RECORDED INFORMATION START

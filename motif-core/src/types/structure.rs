//! Per-structure adjacency graph and the read-only structure collection.
//!
//! Vertices carry a categorical label and 3-D coordinates, edges denote
//! spatial contact. Graphs are built once by the caller from parsed
//! structure records and are never mutated by the pipeline.

use std::fmt;
use std::fmt::Write as _;

use petgraph::graph::{EdgeIndex, NodeIndex, UnGraph};
use serde::{Deserialize, Serialize};

use crate::errors::GenerationError;
use crate::types::collections::FxHashMap;
use crate::types::itemset::Label;

/// Identifier of one structure in the collection (e.g. a PDB id plus chain).
#[derive(Debug, Clone, PartialEq, Eq, Hash, PartialOrd, Ord, Serialize, Deserialize)]
pub struct StructureId(String);

impl StructureId {
    pub fn new(id: impl Into<String>) -> Self {
        Self(id.into())
    }

    pub fn as_str(&self) -> &str {
        &self.0
    }
}

impl fmt::Display for StructureId {
    fn fmt(&self, f: &mut fmt::Formatter<'_>) -> fmt::Result {
        f.write_str(&self.0)
    }
}

/// A labeled structural element: one vertex of the adjacency graph.
#[derive(Debug, Clone, PartialEq)]
pub struct Element {
    /// Categorical identity, e.g. a residue or chemical-group type.
    pub label: Label,
    /// Positional identity inside the source structure.
    pub serial: u32,
    /// Cartesian coordinates in distance units.
    pub position: [f64; 3],
}

/// Spatial contact between two elements.
#[derive(Debug, Clone, Copy, PartialEq)]
pub struct Contact {
    /// Euclidean distance between the endpoints at graph construction time.
    pub distance: f64,
}

/// Adjacency graph of one structure.
#[derive(Debug, Clone)]
pub struct StructureGraph {
    id: StructureId,
    graph: UnGraph<Element, Contact>,
}

impl StructureGraph {
    pub fn new(id: StructureId) -> Self {
        Self {
            id,
            graph: UnGraph::default(),
        }
    }

    pub fn id(&self) -> &StructureId {
        &self.id
    }

    pub fn add_element(
        &mut self,
        label: impl Into<Label>,
        serial: u32,
        position: [f64; 3],
    ) -> NodeIndex {
        self.graph.add_node(Element {
            label: label.into(),
            serial,
            position,
        })
    }

    /// Connect two elements, recording their Euclidean distance.
    pub fn add_contact(&mut self, a: NodeIndex, b: NodeIndex) -> EdgeIndex {
        let distance = euclidean(
            self.graph[a].position,
            self.graph[b].position,
        );
        self.graph.add_edge(a, b, Contact { distance })
    }

    /// Connect every element pair within `cutoff` distance units.
    ///
    /// Convenience for callers (and tests) that derive adjacency from
    /// coordinates alone rather than supplying explicit contacts.
    pub fn connect_within(&mut self, cutoff: f64) {
        let nodes: Vec<NodeIndex> = self.graph.node_indices().collect();
        for (i, &a) in nodes.iter().enumerate() {
            for &b in &nodes[i + 1..] {
                let distance = euclidean(self.graph[a].position, self.graph[b].position);
                if distance <= cutoff {
                    self.graph.add_edge(a, b, Contact { distance });
                }
            }
        }
    }

    /// Element payload of a vertex obtained from this graph.
    pub fn element(&self, index: NodeIndex) -> &Element {
        &self.graph[index]
    }

    /// Checked lookup for indices of unknown provenance.
    pub fn try_element(&self, index: NodeIndex) -> Option<&Element> {
        self.graph.node_weight(index)
    }

    pub fn element_count(&self) -> usize {
        self.graph.node_count()
    }

    pub fn contact_count(&self) -> usize {
        self.graph.edge_count()
    }

    pub fn node_indices(&self) -> impl Iterator<Item = NodeIndex> + '_ {
        self.graph.node_indices()
    }

    pub fn neighbors(&self, index: NodeIndex) -> impl Iterator<Item = NodeIndex> + '_ {
        self.graph.neighbors(index)
    }

    pub fn contacts(&self) -> impl Iterator<Item = (NodeIndex, NodeIndex, &Contact)> + '_ {
        use petgraph::visit::EdgeRef;
        self.graph
            .edge_references()
            .map(|e| (e.source(), e.target(), e.weight()))
    }

    /// Whether `a` and `b` are adjacent in the contact graph.
    pub fn adjacent(&self, a: NodeIndex, b: NodeIndex) -> bool {
        self.graph.find_edge(a, b).is_some()
    }

    /// Label histogram of all elements.
    pub fn label_counts(&self) -> FxHashMap<&str, usize> {
        let mut counts = FxHashMap::default();
        for index in self.graph.node_indices() {
            *counts.entry(self.graph[index].label.as_str()).or_insert(0) += 1;
        }
        counts
    }

    /// Check structural integrity: finite coordinates, non-empty labels,
    /// no self-contacts. Violations exclude the structure from mining.
    pub fn validate(&self) -> Result<(), GenerationError> {
        for index in self.graph.node_indices() {
            let element = &self.graph[index];
            if element.label.is_empty() {
                return Err(GenerationError::MalformedStructure {
                    structure: self.id.to_string(),
                    reason: format!("element {} has an empty label", element.serial),
                });
            }
            if element.position.iter().any(|c| !c.is_finite()) {
                return Err(GenerationError::MalformedStructure {
                    structure: self.id.to_string(),
                    reason: format!("element {} has non-finite coordinates", element.serial),
                });
            }
        }
        use petgraph::visit::EdgeRef;
        for edge in self.graph.edge_references() {
            if edge.source() == edge.target() {
                return Err(GenerationError::MalformedStructure {
                    structure: self.id.to_string(),
                    reason: "self-contact in adjacency graph".to_string(),
                });
            }
        }
        Ok(())
    }

    /// Render the given elements as PDB-format fragment text.
    ///
    /// One ATOM record per element, in the given order, terminated by END.
    /// This is the outbound surface the library uses to embed a
    /// representative occurrence into an archive entry.
    pub fn render_fragment(&self, vertices: &[NodeIndex]) -> String {
        let mut lines = String::new();
        for (i, &index) in vertices.iter().enumerate() {
            let element = &self.graph[index];
            let residue: String = element.label.chars().take(3).collect();
            let [x, y, z] = element.position;
            let _ = writeln!(
                lines,
                "ATOM  {:>5}  CA  {:<3} A{:>4}    {:>8.3}{:>8.3}{:>8.3}  1.00  0.00",
                i + 1,
                residue.to_uppercase(),
                element.serial,
                x,
                y,
                z,
            );
        }
        lines.push_str("END\n");
        lines
    }
}

/// Ordered, read-only collection of structure graphs.
///
/// Shared immutably across every parallel stage of the pipeline.
#[derive(Debug, Default)]
pub struct StructureCollection {
    structures: Vec<StructureGraph>,
}

impl StructureCollection {
    pub fn new(structures: Vec<StructureGraph>) -> Self {
        Self { structures }
    }

    pub fn len(&self) -> usize {
        self.structures.len()
    }

    pub fn is_empty(&self) -> bool {
        self.structures.is_empty()
    }

    pub fn get(&self, index: usize) -> Option<&StructureGraph> {
        self.structures.get(index)
    }

    pub fn iter(&self) -> impl Iterator<Item = &StructureGraph> {
        self.structures.iter()
    }

    /// Indices paired with their graphs, the shape most stages iterate over.
    pub fn enumerate(&self) -> impl Iterator<Item = (usize, &StructureGraph)> {
        self.structures.iter().enumerate()
    }
}

fn euclidean(a: [f64; 3], b: [f64; 3]) -> f64 {
    let dx = a[0] - b[0];
    let dy = a[1] - b[1];
    let dz = a[2] - b[2];
    (dx * dx + dy * dy + dz * dz).sqrt()
}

RECORDED INFORMATION END

WORK ITEM: Take the entries above and copy out all lines with the string "Deserialize".

ANSWER TO THE EXERCISE:
use serde::{Deserialize, Serialize};
#[derive(Debug, Clone, PartialEq, Eq, Hash, PartialOrd, Ord, Serialize, Deserialize)]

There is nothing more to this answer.